* **Dataset items**:
┌──

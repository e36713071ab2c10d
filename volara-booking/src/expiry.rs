use crate::models::Reservation;
use chrono::{DateTime, Utc};
use uuid::Uuid;

/// Expiration is a deadline check, not an active timer: a reservation past
/// `expires_at` while still ACTIVA is logically expired, and the periodic
/// sweep (or the next guarded operation) is what makes that observable.
pub fn expired_ids<'a>(
    reservations: impl Iterator<Item = &'a Reservation>,
    now: DateTime<Utc>,
) -> Vec<Uuid> {
    reservations
        .filter(|r| r.is_expired(now))
        .map(|r| r.id)
        .collect()
}

#[cfg(test)]
mod tests {
    use super::*;
    use chrono::Duration;
    use volara_shared::{CabinClass, ReservationState, TripType};

    fn reservation_at(created: DateTime<Utc>) -> Reservation {
        Reservation::new(
            "RES-20260314-00001".into(),
            Uuid::new_v4(),
            CabinClass::Economy,
            TripType::OneWay,
            1,
            100_000,
            Uuid::new_v4(),
            None,
            created,
        )
    }

    #[test]
    fn test_deadline_detection() {
        let created = Utc::now();
        let fresh = reservation_at(created);
        let mut stale = reservation_at(created - Duration::hours(30));

        let ids = expired_ids([&fresh, &stale].into_iter(), created);
        assert_eq!(ids, vec![stale.id]);

        // Terminal states are never swept.
        stale.state = ReservationState::Paid;
        let ids = expired_ids([&fresh, &stale].into_iter(), created);
        assert!(ids.is_empty());
    }
}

└──

* **WHAT TO WORK ON**: What you give back should be exactly the lines of the entries above from the one containing "#[cfg(test)]" to the end, and nothing more.

* **EXERCISE SOLUTION**:
#[cfg(test)]
mod tests {
    use super::*;
    use chrono::Duration;
    use volara_shared::{CabinClass, ReservationState, TripType};

    fn reservation_at(created: DateTime<Utc>) -> Reservation {
        Reservation::new(
            "RES-20260314-00001".into(),
            Uuid::new_v4(),
            CabinClass::Economy,
            TripType::OneWay,
            1,
            100_000,
            Uuid::new_v4(),
            None,
            created,
        )
    }

    #[test]
    fn test_deadline_detection() {
        let created = Utc::now();
        let fresh = reservation_at(created);
        let mut stale = reservation_at(created - Duration::hours(30));

        let ids = expired_ids([&fresh, &stale].into_iter(), created);
        assert_eq!(ids, vec![stale.id]);

        // Terminal states are never swept.
        stale.state = ReservationState::Paid;
        let ids = expired_ids([&fresh, &stale].into_iter(), created);
        assert!(ids.is_empty());
    }
}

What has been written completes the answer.